The issue primarily stems from a number of deep-rooted factors ingrained into the racial injustices of the United States. Among healthcare workers alone, people of color face significantly less access to adequate personal protective equipment (PPE) and are much more likely to face greater exposure to COVID-19 patients to a clinical setting. Upon analyzing antibody evidence of previous COVID-19 infection among healthcare workers, the CDC concluded that healthcare workers of color faced higher rates of seropositivity than their white colleagues, suggesting higher likelihood of prior infection. 

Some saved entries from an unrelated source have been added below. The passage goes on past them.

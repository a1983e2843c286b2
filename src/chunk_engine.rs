/*
 * Copyright 2019-2020 Wren Powell
 *
 * Licensed under the Apache License, Version 2.0 (the "License");
 * you may not use this file except in compliance with the License.
 * You may obtain a copy of the License at
 *
 *     http://www.apache.org/licenses/LICENSE-2.0
 *
 * Unless required by applicable law or agreed to in writing, software
 * distributed under the License is distributed on an "AS IS" BASIS,
 * WITHOUT WARRANTIES OR CONDITIONS OF ANY KIND, either express or implied.
 * See the License for the specific language governing permissions and
 * limitations under the License.
 */

use crate::encode::{chunk_id_to_name, ChunkNameEncoder, IndexMap, IndexMapEntry};
use crate::error::Error;
use crate::storage::StorageProvider;
use crate::Result;

/// Packs a stream of variable-length samples belonging to one tensor into
/// fixed-capacity chunks, and resolves sample ordinals back to byte
/// regions across one or more chunks.
///
/// A `ChunkEngine` owns the `IndexMap` and `ChunkNameEncoder` for a single
/// tensor; chunk bytes themselves live under `<tensor_prefix>/chunks/` in
/// whatever `StorageProvider` is passed to `write_bytes`/`read_sample`.
pub struct ChunkEngine {
    tensor_prefix: String,
    chunk_size: u64,
    index_map: IndexMap,
    encoder: ChunkNameEncoder,
}

impl ChunkEngine {
    /// A fresh engine for a tensor with no samples yet.
    pub fn new(tensor_prefix: impl Into<String>, chunk_size: u64) -> Self {
        Self {
            tensor_prefix: tensor_prefix.into(),
            chunk_size,
            index_map: IndexMap::new(),
            encoder: ChunkNameEncoder::new(),
        }
    }

    fn index_map_key(&self) -> String {
        format!("{}/index_map", self.tensor_prefix)
    }

    fn chunk_names_key(&self) -> String {
        format!("{}/chunk_names", self.tensor_prefix)
    }

    fn chunk_key(&self, chunk_id: u64) -> String {
        format!("{}/chunks/{}", self.tensor_prefix, chunk_id_to_name(chunk_id))
    }

    fn chunk_key_for_name(&self, name: &str) -> String {
        format!("{}/chunks/{}", self.tensor_prefix, name)
    }

    /// Load a `ChunkEngine` for a tensor that already has persisted state.
    /// Tensors with no samples yet have no `index_map`/`chunk_names` keys;
    /// that case is treated identically to `new`.
    pub fn load(storage: &dyn StorageProvider, tensor_prefix: impl Into<String>, chunk_size: u64) -> Result<Self> {
        let tensor_prefix = tensor_prefix.into();
        let index_map = match storage.get(&format!("{}/index_map", tensor_prefix)) {
            Ok(bytes) => IndexMap::from_bincode(&bytes)?,
            Err(Error::KeyNotFound(_)) => IndexMap::new(),
            Err(error) => return Err(error),
        };
        let encoder = match storage.get(&format!("{}/chunk_names", tensor_prefix)) {
            Ok(bytes) => ChunkNameEncoder::from_bincode(&bytes)?,
            Err(Error::KeyNotFound(_)) => ChunkNameEncoder::new(),
            Err(error) => return Err(error),
        };
        Ok(Self {
            tensor_prefix,
            chunk_size,
            index_map,
            encoder,
        })
    }

    /// Persist the `IndexMap` and `ChunkNameEncoder` to `storage`. Chunk
    /// bytes themselves are already durable as of each `write_bytes` call;
    /// this commits the bookkeeping that makes them reachable.
    pub fn persist(&self, storage: &dyn StorageProvider) -> Result<()> {
        storage.set(&self.index_map_key(), self.index_map.to_bincode()?)?;
        storage.set(&self.chunk_names_key(), self.encoder.to_bincode()?)?;
        Ok(())
    }

    pub fn index_map(&self) -> &IndexMap {
        &self.index_map
    }

    pub fn num_samples(&self) -> usize {
        self.index_map.len()
    }

    fn last_chunk_used_bytes(&self) -> u64 {
        if self.index_map.is_empty() || self.encoder.num_chunks() == 0 {
            return 0;
        }
        let last = self.index_map.get(self.index_map.len() - 1).expect("non-empty");
        if last.end_chunk == self.encoder.num_chunks() - 1 {
            last.end_byte
        } else {
            0
        }
    }

    /// Append one sample's flattened bytes, recording its `shape` in the
    /// `IndexMap` and updating the `ChunkNameEncoder`.
    pub fn write_bytes(&mut self, storage: &dyn StorageProvider, buf: &[u8], shape: Vec<usize>) -> Result<()> {
        let has_last = self.encoder.num_chunks() > 0;
        let last_used = self.last_chunk_used_bytes();
        let remaining = if has_last {
            self.chunk_size.saturating_sub(last_used)
        } else {
            0
        };

        if has_last && buf.len() as u64 <= remaining {
            let chunk_id = self.encoder.last_chunk_id().expect("has_last");
            let key = self.chunk_key(chunk_id);
            let mut existing = storage.get(&key)?;
            existing.extend_from_slice(buf);
            storage.set(&key, existing)?;

            let start_chunk = self.encoder.num_chunks() - 1;
            let end_byte = last_used + buf.len() as u64;
            self.index_map.push(IndexMapEntry {
                start_chunk,
                end_chunk: start_chunk,
                start_byte: last_used,
                end_byte,
                shape,
            });
            self.encoder.extend_chunk(1, false);
            return Ok(());
        }

        let (start_chunk, start_byte, offset) = if has_last && remaining > 0 {
            let chunk_id = self.encoder.last_chunk_id().expect("has_last");
            let key = self.chunk_key(chunk_id);
            let mut existing = storage.get(&key)?;
            existing.extend_from_slice(&buf[..remaining as usize]);
            storage.set(&key, existing)?;
            self.encoder.extend_chunk(0, true);
            (self.encoder.num_chunks() - 1, last_used, remaining as usize)
        } else {
            (self.encoder.num_chunks(), 0, 0)
        };

        let remainder = &buf[offset..];
        let chunk_size = self.chunk_size as usize;
        let num_new_chunks = (remainder.len() + chunk_size - 1) / chunk_size.max(1);
        let num_new_chunks = num_new_chunks.max(1);

        let mut end_chunk = start_chunk;
        let mut end_byte = 0u64;
        for i in 0..num_new_chunks {
            let chunk_start = i * chunk_size;
            let chunk_end = ((i + 1) * chunk_size).min(remainder.len());
            let chunk_bytes = remainder[chunk_start..chunk_end].to_vec();
            let is_terminal = i == num_new_chunks - 1;
            let num_new_samples = if is_terminal { 1 } else { 0 };
            let chunk_id = self.encoder.append_chunk(num_new_samples, !is_terminal);
            storage.set(&self.chunk_key(chunk_id), chunk_bytes.clone())?;
            end_chunk = self.encoder.num_chunks() - 1;
            end_byte = chunk_bytes.len() as u64;
        }

        self.index_map.push(IndexMapEntry {
            start_chunk,
            end_chunk,
            start_byte,
            end_byte,
            shape,
        });
        Ok(())
    }

    /// Read back the flattened bytes and recorded shape of one sample.
    pub fn read_sample(&self, storage: &dyn StorageProvider, sample_index: usize) -> Result<(Vec<u8>, Vec<usize>)> {
        let entry = self.index_map.get(sample_index)?;
        let chunk_names = self.encoder.get_chunk_names(sample_index)?;

        let buf = if chunk_names.len() == 1 {
            let key = self.chunk_key_for_name(&chunk_names[0]);
            storage.get_bytes(&key, entry.start_byte, entry.end_byte - entry.start_byte)?
        } else {
            let mut buf = Vec::new();
            let last = chunk_names.len() - 1;
            for (i, name) in chunk_names.iter().enumerate() {
                let key = self.chunk_key_for_name(name);
                if i == 0 {
                    let full = storage.get(&key)?;
                    buf.extend_from_slice(&full[entry.start_byte as usize..]);
                } else if i == last {
                    let full = storage.get(&key)?;
                    buf.extend_from_slice(&full[..entry.end_byte as usize]);
                } else {
                    buf.extend(storage.get(&key)?);
                }
            }
            buf
        };

        Ok((buf, entry.shape.clone()))
    }
}

#[cfg(test)]
mod tests {
    use super::*;
    use crate::storage::MemoryProvider;

    #[test]
    fn single_chunk_round_trip() {
        let storage = MemoryProvider::new();
        let mut engine = ChunkEngine::new("t", 1024);
        engine.write_bytes(&storage, &[1, 2, 3, 4], vec![4]).unwrap();
        engine.write_bytes(&storage, &[5, 6], vec![2]).unwrap();

        let (buf, shape) = engine.read_sample(&storage, 0).unwrap();
        assert_eq!(buf, vec![1, 2, 3, 4]);
        assert_eq!(shape, vec![4]);

        let (buf, shape) = engine.read_sample(&storage, 1).unwrap();
        assert_eq!(buf, vec![5, 6]);
        assert_eq!(shape, vec![2]);
    }

    #[test]
    fn sample_spanning_multiple_chunks() {
        let storage = MemoryProvider::new();
        let mut engine = ChunkEngine::new("t", 4);
        let sample: Vec<u8> = (0..10).collect();
        engine.write_bytes(&storage, &sample, vec![10]).unwrap();

        let (buf, shape) = engine.read_sample(&storage, 0).unwrap();
        assert_eq!(buf, sample);
        assert_eq!(shape, vec![10]);
        assert_eq!(engine.index_map().get(0).unwrap().start_chunk, 0);
        assert_eq!(engine.index_map().get(0).unwrap().end_chunk, 2);
    }

    #[test]
    fn second_sample_starts_new_chunk_after_full_one() {
        let storage = MemoryProvider::new();
        let mut engine = ChunkEngine::new("t", 4);
        engine.write_bytes(&storage, &[1, 2, 3, 4], vec![4]).unwrap();
        engine.write_bytes(&storage, &[5, 6], vec![2]).unwrap();
        let (buf, _) = engine.read_sample(&storage, 1).unwrap();
        assert_eq!(buf, vec![5, 6]);
    }

    #[test]
    fn persist_and_load_round_trip() {
        let storage = MemoryProvider::new();
        let mut engine = ChunkEngine::new("t", 1024);
        engine.write_bytes(&storage, &[1, 2, 3], vec![3]).unwrap();
        engine.persist(&storage).unwrap();

        let reloaded = ChunkEngine::load(&storage, "t", 1024).unwrap();
        let (buf, shape) = reloaded.read_sample(&storage, 0).unwrap();
        assert_eq!(buf, vec![1, 2, 3]);
        assert_eq!(shape, vec![3]);
    }

    #[test]
    fn load_on_fresh_tensor_is_empty() {
        let storage = MemoryProvider::new();
        let engine = ChunkEngine::load(&storage, "t", 1024).unwrap();
        assert_eq!(engine.num_samples(), 0);
    }
}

Structural inequality has created even greater disparities in the general population as Black individuals face greater rates of contraction and death in nearly every state. Throughout the 20th century, redlining—an unjust practice of services that discriminates against residents of certain areas based on race or ethnicity—has segregated racial minorities, particularly Black communities, and trapped them from earning higher education, buying homes and accumulating wealth. Black communities are also typically areas of greater population density, increasing the rate of COVID-19 transmission compared to more affluent, predominantly white regions. While facing both higher dependence on public transport and reduced access to hospitals or equitable healthcare, Black workers represent a larger proportion of the COVID-19 essential workforce—bus drivers, food service workers, cashiers, etc. A history of discriminatory treatment against racial minorities has also fostered a deep distrust of the medical community of the healthcare industry. With reports of police stopping Black PPE-wearing healthcare workers in stores and openly coughing at Black residents in a public housing complex, the Black community faces a number of racial biases that shape disparities in healthcare. 

As COVID-19 vaccines increase in availability, we can hope to see inequities reduce as states are increasingly recruiting vaccinators in local neighborhoods through the CDC’s social vulnerability index, which interprets race, density of housing and poverty, as the Biden administration hopes to establish more racial equity for the vaccine rollout. But even after the COVID-19 pandemic subsides, the United States will continue to face greater racial injustices that may take more than a two-dose vaccine to eradicate.